The availability of All of Us data may also motivate other researchers to study the health of LGBTQIA+ people, even if the LGBTQIA+ community is not their primary research focus. “It’s a smaller lift to look at your data by sexual orientation or gender identity because the data have already been collected in All of Us," explained Karen Parker, Ph.D., M.S.W., director of the NIH Sexual and Gender Minority Research Office. Dr. Parker suggests that this dataset might help build the field of SGM research as Ph.D. students, for example, harness its potential in their dissertations. “We want more people focused on SGM research, and we want people–no matter what they study—to consider SGM populations in their research,” she said.
Improved Care for LGBTQIA+ Patients
All of Us may soon have the world’s largest biomedical dataset of people who identify as LGBTQIA+, according to Dr. Lunn. He believes the potential for future scientific research is enormous because of the combination of data types available through the Researcher Workbench.
“We’ll have wearable data, and we’ll have whole genome sequences. There’ll be a bunch of things that will help accelerate LGBTQIA+ health research,” he said.
By furthering research about LGBTQIA+ communities, All of Us may ultimately improve patient care. Dr. Lunn suggests that researchers using the All of Us dataset could provide evidence-based studies that will one day shape how medical students learn to provide the most inclusive care for LGBTQIA+ people.

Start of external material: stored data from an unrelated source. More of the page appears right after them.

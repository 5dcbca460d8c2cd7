//! Pending-task cache.
//!
//! When a known user sends free text, the bot replies with a proposal
//! message and remembers the text under (chat id, proposal message id)
//! until a createTask callback commits it to the store. Entries live in
//! process memory only: a restart between proposal and commit loses the
//! text and the create action fails with a logged error.
//!
//! The map is guarded by a plain mutex; the lock is held only for the
//! map operation itself, never across an await point.

use std::collections::HashMap;
use std::sync::Mutex;

#[derive(Default)]
pub struct TaskCache {
    inner: Mutex<HashMap<(i64, i64), String>>,
}

impl TaskCache {
    pub fn new() -> Self {
        Self::default()
    }

    /// Remember the proposed text for a (chat, message) pair.
    pub fn insert(&self, chat_id: i64, message_id: i64, text: impl Into<String>) {
        self.inner
            .lock()
            .expect("task cache lock poisoned")
            .insert((chat_id, message_id), text.into());
    }

    /// Read the proposed text. Reading does not consume the entry: the
    /// committed task's render paths re-read it after creation.
    pub fn get(&self, chat_id: i64, message_id: i64) -> Option<String> {
        self.inner
            .lock()
            .expect("task cache lock poisoned")
            .get(&(chat_id, message_id))
            .cloned()
    }

    /// Drop an entry, returning the text it held.
    pub fn remove(&self, chat_id: i64, message_id: i64) -> Option<String> {
        self.inner
            .lock()
            .expect("task cache lock poisoned")
            .remove(&(chat_id, message_id))
    }

    pub fn len(&self) -> usize {
        self.inner.lock().expect("task cache lock poisoned").len()
    }

    pub fn is_empty(&self) -> bool {
        self.len() == 0
    }
}
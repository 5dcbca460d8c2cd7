//! Task row model for sprint partitions.
//!
//! One task is one row, columns A..I:
//! `A`=taskId, `B`=isCompleted, `C`=text, `D`=responsible, `E`=source,
//! `F`=priority, `G`=externalLink, `H`=comment, `I`=status.
//!
//! Identity is the taskId in column A; the row index is a transient
//! physical address. The taskId suffix-encodes the originating chat
//! message id, so a task can always be re-located from the message alone.

use chrono::{DateTime, Utc};

use crate::refbook::Attribute;

/// Column scanned for free-row allocation. Task text is the one field
/// every row has, so an empty C cell marks a free row.
pub const ALLOCATION_COLUMNS: &str = "C:C";

/// Key column for suffix lookups.
pub const KEY_COLUMN: char = 'A';

/// One task row, in column order.
#[derive(Debug, Clone, PartialEq, Eq)]
pub struct TaskRow {
    pub task_id: String,
    pub is_completed: bool,
    pub text: String,
    pub responsible: String,
    pub source: String,
    pub priority: String,
    pub external_link: String,
    pub comment: String,
    pub status: String,
}

impl TaskRow {
    /// Cell values in column order A..I, as written to the store.
    pub fn to_cells(&self) -> Vec<String> {
        vec![
            self.task_id.clone(),
            if self.is_completed { "TRUE" } else { "FALSE" }.to_string(),
            self.text.clone(),
            self.responsible.clone(),
            self.source.clone(),
            self.priority.clone(),
            self.external_link.clone(),
            self.comment.clone(),
            self.status.clone(),
        ]
    }

    pub fn attribute_value(&self, attribute: Attribute) -> &str {
        match attribute {
            Attribute::Responsible => &self.responsible,
            Attribute::Source => &self.source,
            Attribute::Priority => &self.priority,
            Attribute::Status => &self.status,
        }
    }

    pub fn set_attribute(&mut self, attribute: Attribute, value: String) {
        match attribute {
            Attribute::Responsible => self.responsible = value,
            Attribute::Source => self.source = value,
            Attribute::Priority => self.priority = value,
            Attribute::Status => self.status = value,
        }
    }

    /// Rebuild from cell values; short rows (trailing empty cells absent
    /// from the store response) fill with empty strings.
    pub fn from_cells(cells: &[String]) -> Self {
        let cell = |index: usize| cells.get(index).cloned().unwrap_or_default();
        Self {
            task_id: cell(0),
            is_completed: cell(1).eq_ignore_ascii_case("true"),
            text: cell(2),
            responsible: cell(3),
            source: cell(4),
            priority: cell(5),
            external_link: cell(6),
            comment: cell(7),
            status: cell(8),
        }
    }
}

/// Compose a task id from the creation instant and the originating
/// message id: `"dd.mm HH:MM#<messageId>"`.
///
/// The `#` delimiter keeps the suffix stable: looking up message 222 can
/// never match a task created from message 1222, and the id stays legal
/// inside an `@`-delimited callback token.
pub fn compose_task_id(created_at: DateTime<Utc>, message_id: i64) -> String {
    format!("{}{}", created_at.format("%d.%m %H:%M"), suffix(message_id))
}

/// The correlation suffix for a message id, as matched against column A.
pub fn suffix(message_id: i64) -> String {
    format!("#{message_id}")
}

#[cfg(test)]
mod tests {
    use super::*;
    use chrono::TimeZone;

    fn row() -> TaskRow {
        TaskRow {
            task_id: "07.08 10:15#222".to_string(),
            is_completed: false,
            text: "Fix login bug".to_string(),
            responsible: "ИТ🤖".to_string(),
            source: "Вне плана".to_string(),
            priority: "⏳".to_string(),
            external_link: String::new(),
            comment: String::new(),
            status: "Требует внимания ⚠️".to_string(),
        }
    }

    #[test]
    fn cells_round_trip() {
        let original = row();
        let rebuilt = TaskRow::from_cells(&original.to_cells());
        assert_eq!(rebuilt, original);
    }

    #[test]
    fn short_row_fills_missing_cells() {
        let cells = vec!["07.08 10:15#222".to_string(), "FALSE".to_string()];
        let task = TaskRow::from_cells(&cells);
        assert_eq!(task.task_id, "07.08 10:15#222");
        assert!(task.status.is_empty());
        assert!(!task.is_completed);
    }

    #[test]
    fn task_id_ends_with_message_suffix() {
        let created = Utc.with_ymd_and_hms(2025, 8, 7, 10, 15, 42).unwrap();
        let id = compose_task_id(created, 222);
        assert_eq!(id, "07.08 10:15#222");
        assert!(id.ends_with(&suffix(222)));
        // A shorter message id never suffix-matches a longer one.
        assert!(!compose_task_id(created, 1222).ends_with(&suffix(222)));
        assert!(!id.contains('@'));
    }
}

In addition, he hopes that the dataset will help researchers document how stigma and discrimination have affected LGBTQIA+ people’s physical and mental health and their resilience.
“It’s not all doom and gloom all the time,” Dr. Lunn said. “What makes LGBTQIA+ people resilient? We’ve been around for centuries to millennia. How do we stay resilient in the face of discriminatory policies or life experiences? These are questions we can address in the future.”